→ **Exercise**: Search the entries below for "internal", and copy each line where it appears.

Saved data entries:
▼▼▼

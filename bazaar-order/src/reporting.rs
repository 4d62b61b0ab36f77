use std::sync::Arc;

use chrono::FixedOffset;
use rust_decimal::Decimal;

use crate::error::OrderError;
use crate::models::DailySales;
use crate::repository::OrderRepository;

/// Aggregate figures over the order store.
///
/// `total_sales` counts every order while `sales_by_date` counts paid orders
/// only. The two are not expected to agree.
pub struct SalesReporter {
    orders: Arc<dyn OrderRepository>,
    offset: FixedOffset,
}

impl SalesReporter {
    /// `offset` fixes which calendar day a payment timestamp falls on.
    pub fn new(orders: Arc<dyn OrderRepository>, offset: FixedOffset) -> Self {
        Self { orders, offset }
    }

    pub async fn count_orders(&self) -> Result<u64, OrderError> {
        self.orders
            .count()
            .await
            .map_err(|e| OrderError::internal("order count", e))
    }

    pub async fn total_sales(&self) -> Result<Decimal, OrderError> {
        self.orders
            .sum_total_price()
            .await
            .map_err(|e| OrderError::internal("total sales", e))
    }

    pub async fn sales_by_date(&self) -> Result<Vec<DailySales>, OrderError> {
        self.orders
            .sales_by_day(self.offset)
            .await
            .map_err(|e| OrderError::internal("sales by date", e))
    }
}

▲▲▲

→ **Output**:
            .map_err(|e| OrderError::internal("order count", e))
            .map_err(|e| OrderError::internal("total sales", e))
            .map_err(|e| OrderError::internal("sales by date", e))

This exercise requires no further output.